"Major Montgomerie."
"So I suspected. Was the other of my regiment?"
"The other," said the General, "bears no commission, and is simply a volunteer in the expedition—one, in short, whose earnest wish to reach Detroit, was the principal motive for my offering the Major his liberty on parole."
"And may I ask the name of this individual, so unimportant in rank, and yet so filled with ardor in the cause, as to be thus anxious to gain the theatre of war?"
"One probably not unknown to you, Colonel, as the niece of your brother officer—Miss Montgomerie."
"Miss Montgomerie here!" faltered the American, rising and paling as he spoke, while he mechanically placed on the table a glass of wine he had the instant before raised to his lips—"surely it cannot be."
There was much to excite interest, not only in the changed tone but in the altered features of the American, as he thus involuntarily gave expression to his surprise. The younger officers winked at each other, and smiled their conviction of une affaire de cœur—while the senior were no less ready to infer that they had now arrived at the true secret of the impatience of Miss Montgomerie to reach the place of her destination. To the penetrating eye of the General, however, there was an expression of pain on the countenance of the officer, which accorded ill with the feeling which a lover might be supposed to entertain, who had been unexpectedly brought nearer to an object of attachment, and he kindly sought to relieve his evident embarrassment by remarking:
"I can readily comprehend your surprise, Colonel. One would scarcely have supposed that a female could have had courage to brave the dangers attendant on an expedition of this kind, in an open boat; but Miss Montgomerie I confess, appears to me to be one whom no danger could daunt, and whose resoluteness of purpose, once directed, no secondary object could divert from its original aim."

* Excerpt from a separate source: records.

impl JsonMessageChannel {
    pub fn new(name: &str, transport: Arc<dyn DapTransport>, handlers: Handlers) -> Self {
        Self::with_observer(name, transport, handlers, None)
    }

    pub fn with_observer(
        name: &str,
        transport: Arc<dyn DapTransport>,
        handlers: Handlers,
        observer: Option<Arc<dyn ChannelObserver>>,
    ) -> Self {
        Self {
            inner: Arc::new(ChannelInner {
                name: name.to_string(),
                transport,
                handlers,
                observer,
                write_lock: Mutex::new(0),
                requests: Mutex::new(HashMap::new()),
                closed: AtomicBool::new(false),
                worker: Mutex::new(None),
                worker_id: Mutex::new(None),
                finished: Mutex::new(None),
                finished_cond: Condvar::new(),
                on_close: Mutex::new(vec![]),
            }),
        }
    }

    pub fn name(&self) -> &str {
        &self.inner.name
    }

    pub fn downgrade(&self) -> WeakChannel {
        WeakChannel(Arc::downgrade(&self.inner))
    }

    pub fn is_closed(&self) -> bool {
        self.inner.closed.load(Ordering::SeqCst)
    }

    /// Register a callback invoked once the receive loop terminates (or the channel is closed
    /// before it starts). Invoked immediately if that already happened.
    pub fn on_close(&self, callback: impl FnOnce() + Send + 'static) {
        {
            let finished = self.inner.finished.lock().unwrap();
            if finished.is_none() {
                self.inner.on_close.lock().unwrap().push(Box::new(callback));
                return;
            }
        }
        callback();
    }

    /// Start the background receive loop.
    pub fn start(&self) -> Result<()> {
        let mut worker = self.inner.worker.lock().unwrap();
        if worker.is_some() || self.is_closed() {
            return Err(Error::ChannelAlreadyStarted);
        }
        let channel = self.clone();
        let handle = thread::Builder::new()
            .name(self.inner.name.clone())
            .spawn(move || channel.process_incoming_messages())?;
        *self.inner.worker_id.lock().unwrap() = Some(handle.thread().id());
        *worker = Some(handle);
        Ok(())
    }

    /// Return true if the caller runs on this channel's receive thread.
    pub fn is_receive_thread(&self) -> bool {
        *self.inner.worker_id.lock().unwrap() == Some(thread::current().id())
    }

    /// Close the transport. Outstanding requests are completed with a synthetic failure.
    pub fn close(&self) {
        if self.inner.closed.swap(true, Ordering::SeqCst) {
            return;
        }
        debug!(target: "dap", "{}: closing channel", self.inner.name);
        self.inner.transport.close();
        self.fail_pending_requests();
        if self.inner.worker.lock().unwrap().is_none() {
            self.finish(Ok(()));
        }
    }

    /// Block until the receive loop terminates. Returns the error that terminated it, if any.
    /// Called from the receive thread itself this returns immediately.
    pub fn wait(&self) -> Result<()> {
        if self.is_receive_thread() {
            return Ok(());
        }
        let worker = self.inner.worker.lock().unwrap().take();
        if let Some(handle) = worker {
            _ = handle.join();
        }
        let finished = self.inner.finished.lock().unwrap();
        let finished = self
            .inner
            .finished_cond
            .wait_while(finished, |f| f.is_none())
            .unwrap();
        match &*finished {
            Some(Err(msg)) => Err(Error::ReceiveLoop(msg.clone())),
            _ => Ok(()),
        }
    }

    /// Block until the receive loop terminates or timeout expires. Return false on timeout.
    pub fn wait_timeout(&self, timeout: Duration) -> bool {
        let finished = self.inner.finished.lock().unwrap();
        let (finished, _) = self
            .inner
            .finished_cond
            .wait_timeout_while(finished, timeout, |f| f.is_none())
            .unwrap();
        finished.is_some()
    }

    /// Assign the next sequence number and write the message. `before_write` runs under the write
    /// lock with the assigned number.
    fn send_message(&self, mut message: Message, before_write: impl FnOnce(i64)) -> Result<i64> {
        let mut last_seq = self.inner.write_lock.lock().unwrap();
        if self.is_closed() {
            return Err(Error::ChannelClosed);
        }
        let seq = *last_seq + 1;
        message.set_seq(seq);
        let value = serde_json::to_value(&message)?;
        before_write(seq);
        self.inner.transport.write_value(&value)?;
        *last_seq = seq;
        if let Some(observer) = &self.inner.observer {
            observer.on_send(&self.inner.name, &value);
        }
        Ok(seq)
    }

    /// Send a request. Returns immediately with a handle for the eventual response.
    pub fn send_request(&self, command: &str, arguments: Option<Value>) -> Result<PendingRequest> {
        let message = Message::Request {
            seq: 0,
            command: command.to_string(),
            arguments,
        };
        let mut pending = None;
        let res = self.send_message(message, |seq| {
            let request = PendingRequest::new(seq, command);
            // registered before writing, a fast peer may answer before `write_value` returns
            self.inner
                .requests
                .lock()
                .unwrap()
                .insert(seq, request.clone());
            pending = Some(request);
        });
        match res {
            Ok(_) => pending.ok_or(Error::ChannelClosed),
            Err(e) => {
                if let Some(request) = pending {
                    self.inner.requests.lock().unwrap().remove(&request.seq());
                }
                Err(e)
            }
        }
    }

    pub fn send_event(&self, event: &str, body: Option<Value>) -> Result<()> {
        let message = Message::Event {
            seq: 0,
            event: event.to_string(),
            body,
        };
        self.send_message(message, |_| {}).map(|_| ())
    }

    pub fn send_response(
        &self,
        request_seq: i64,
        success: bool,
        command: &str,
        error_message: Option<String>,
        body: Option<Value>,
    ) -> Result<()> {
        let message = Message::response(request_seq, success, command, error_message, body);
        self.send_message(message, |_| {}).map(|_| ())
    }

    fn process_incoming_messages(self) {
        let name = self.inner.name.clone();
        let result = loop {
            let value = match self.inner.transport.read_value() {
                Ok(value) => value,
                Err(Error::EndOfStream) => break Ok(()),
                Err(_) if self.is_closed() => break Ok(()),
                Err(e) => break Err(e),
            };
            if let Some(observer) = &self.inner.observer {
                observer.on_receive(&name, &value);
            }
            if let Err(e) = self.on_message(value.clone()) {
                if e.is_fatal() {
                    error!(target: "dap", "{name}: error while processing message {value}: {e:#}");
                    break Err(e);
                }
                warn!(target: "dap", "{name}: {e:#}");
            }
        };

        if let Err(e) = &result {
            warn!(target: "dap", "{name}: receive loop terminated: {e:#}");
        } else {
            debug!(target: "dap", "{name}: receive loop finished");
        }
        self.inner.closed.store(true, Ordering::SeqCst);
        self.inner.transport.close();
        self.fail_pending_requests();
        self.finish(result.map_err(|e| e.to_string()));
    }

    fn finish(&self, result: std::result::Result<(), String>) {
        {
            let mut finished = self.inner.finished.lock().unwrap();
            if finished.is_some() {
                return;
            }
            *finished = Some(result);
        }
        self.inner.finished_cond.notify_all();
        let callbacks = std::mem::take(&mut *self.inner.on_close.lock().unwrap());
        for callback in callbacks {
            callback();
        }
    }

    fn fail_pending_requests(&self) {
        let pending: Vec<_> = self
            .inner
            .requests
            .lock()
            .unwrap()
            .drain()
            .map(|(_, request)| request)
            .collect();
        for request in pending {
            muted_error!(request.bind(Response::channel_closed(request.command())));
        }
    }

    fn on_message(&self, value: Value) -> Result<()> {
        let message: Message =
            serde_json::from_value(value.clone()).map_err(|_| Error::InvalidMessage(value.to_string()))?;
        match message {
            Message::Request {
                seq,
                command,
                arguments,
            } => {
                let request = IncomingRequest {
                    seq,
                    command,
                    arguments: arguments.unwrap_or(Value::Null),
                };
                self.on_request(&request)
            }
            Message::Event { event, body, .. } => {
                self.on_event(&event, body.as_ref());
                Ok(())
            }
            Message::Response {
                request_seq,
                success,
                command,
                message,
                body,
                ..
            } => {
                let response = if success {
                    Response::success(command, body)
                } else {
                    Response::failure(command, message)
                };
                self.on_response(request_seq, response)
            }
        }
    }

    fn on_request(&self, request: &IncomingRequest) -> Result<()> {
        let ctx = RequestContext {
            channel: self,
            request,
            after_response: Mutex::new(vec![]),
        };
        let result = match self.inner.handlers.request_handler(&request.command) {
            Some(handler) => handler(&ctx),
            None => Err(anyhow::anyhow!("unsupported command: {}", request.command)),
        };

        let sent = match result {
            Ok(body) => self.send_response(request.seq, true, &request.command, None, body),
            Err(e) => {
                debug!(target: "dap", "{}: request {} failed: {e:#}", self.inner.name, request.command);
                self.send_response(
                    request.seq,
                    false,
                    &request.command,
                    Some(format!("{e:#}")),
                    None,
                )
            }
        };

        let actions = std::mem::take(&mut *ctx.after_response.lock().unwrap());
        for action in actions {
            action(self);
        }
        match sent {
            Err(Error::ChannelClosed) if self.is_closed() => Ok(()),
            res => res,
        }
    }

    fn on_event(&self, event: &str, body: Option<&Value>) {
        match self.inner.handlers.event_handler(event) {
            Some(handler) => handler(self, event, body),
            None => debug!(target: "dap", "{}: unhandled event {event}", self.inner.name),
        }
    }

    fn on_response(&self, request_seq: i64, response: Response) -> Result<()> {
        let request = self
            .inner
            .requests
            .lock()
            .unwrap()
            .remove(&request_seq)
            .ok_or(Error::UnknownRequest(request_seq))?;
        request.bind(response)
    }
}

/// Non-owning channel handle.
#[derive(Clone)]
pub struct WeakChannel(Weak<ChannelInner>);

impl WeakChannel {
    pub fn upgrade(&self) -> Option<JsonMessageChannel> {
        self.0.upgrade().map(|inner| JsonMessageChannel { inner })
    }
}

Before the officer could reply, Colonel D'Egville, who had absented himself during the latter part of the conversation, returned, and addressing the former in terms that proved their acquaintance to have been of previous date, invited him to partake of some refreshment that had been prepared for him in an adjoining apartment. This the American at first faintly declined, on the plea of delay having been prohibited by his chief; but, on the general jocosely remarking that, sharing their hospitality on the present occasion would be no barrier to breaking a lance a week hence, he assented; and, following Colonel D'Egville, passed through a short corridor into a smaller apartment, where a copious but hurried refreshment had been prepared.
The entry of the officers was greeted by the presence of three ladies—Mrs. D'Egville and her daughters—all of whom received him with the frank cordiality that bespoke intimacy, while, on the countenance of one of the latter, might be detected evidences of an interest that had its foundation in something more than the mere esteem which dictated the conduct of her mother and sister. If Julia D'Egville was in reality the laughing, light hearted, creature represented in the mess room conversation of the officers of the garrison, it would have been difficult for a stranger to have recognised her in the somewhat serious girl who now added her greetings to theirs, but in a manner slightly tinctured with embarrassment.